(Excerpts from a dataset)
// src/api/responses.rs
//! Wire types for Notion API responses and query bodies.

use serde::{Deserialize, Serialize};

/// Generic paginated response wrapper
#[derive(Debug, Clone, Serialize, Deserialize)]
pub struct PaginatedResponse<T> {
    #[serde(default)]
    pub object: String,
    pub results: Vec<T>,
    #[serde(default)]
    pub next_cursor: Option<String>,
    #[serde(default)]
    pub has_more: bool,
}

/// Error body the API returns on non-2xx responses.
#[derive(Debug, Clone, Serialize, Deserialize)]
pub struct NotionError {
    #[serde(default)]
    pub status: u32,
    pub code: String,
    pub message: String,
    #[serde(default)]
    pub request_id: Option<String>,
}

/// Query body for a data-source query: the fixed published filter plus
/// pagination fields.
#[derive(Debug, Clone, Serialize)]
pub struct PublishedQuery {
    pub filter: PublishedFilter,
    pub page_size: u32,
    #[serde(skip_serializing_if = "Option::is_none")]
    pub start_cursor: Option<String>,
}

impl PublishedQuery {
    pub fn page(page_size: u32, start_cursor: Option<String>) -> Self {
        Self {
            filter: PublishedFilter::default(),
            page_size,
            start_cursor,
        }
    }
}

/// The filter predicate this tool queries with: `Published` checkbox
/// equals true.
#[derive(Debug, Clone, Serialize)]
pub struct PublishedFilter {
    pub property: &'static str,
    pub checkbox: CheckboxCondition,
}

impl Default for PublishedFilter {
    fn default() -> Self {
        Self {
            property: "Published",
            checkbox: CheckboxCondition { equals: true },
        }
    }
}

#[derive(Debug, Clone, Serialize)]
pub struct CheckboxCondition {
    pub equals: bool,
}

#### [WHAT THE TASK ASKS]
Reproduce every line above without error.

#### [EXPECTED ANSWER]
// src/api/responses.rs
//! Wire types for Notion API responses and query bodies.

use serde::{Deserialize, Serialize};

/// Generic paginated response wrapper
#[derive(Debug, Clone, Serialize, Deserialize)]
pub struct PaginatedResponse<T> {
    #[serde(default)]
    pub object: String,
    pub results: Vec<T>,
    #[serde(default)]
    pub next_cursor: Option<String>,
    #[serde(default)]
    pub has_more: bool,
}

/// Error body the API returns on non-2xx responses.
#[derive(Debug, Clone, Serialize, Deserialize)]
pub struct NotionError {
    #[serde(default)]
    pub status: u32,
    pub code: String,
    pub message: String,
    #[serde(default)]
    pub request_id: Option<String>,
}

/// Query body for a data-source query: the fixed published filter plus
/// pagination fields.
#[derive(Debug, Clone, Serialize)]
pub struct PublishedQuery {
    pub filter: PublishedFilter,
    pub page_size: u32,
    #[serde(skip_serializing_if = "Option::is_none")]
    pub start_cursor: Option<String>,
}

impl PublishedQuery {
    pub fn page(page_size: u32, start_cursor: Option<String>) -> Self {
        Self {
            filter: PublishedFilter::default(),
            page_size,
            start_cursor,
        }
    }
}

/// The filter predicate this tool queries with: `Published` checkbox
/// equals true.
#[derive(Debug, Clone, Serialize)]
pub struct PublishedFilter {
    pub property: &'static str,
    pub checkbox: CheckboxCondition,
}

impl Default for PublishedFilter {
    fn default() -> Self {
        Self {
            property: "Published",
            checkbox: CheckboxCondition { equals: true },
        }
    }
}

#[derive(Debug, Clone, Serialize)]
pub struct CheckboxCondition {
    pub equals: bool,
}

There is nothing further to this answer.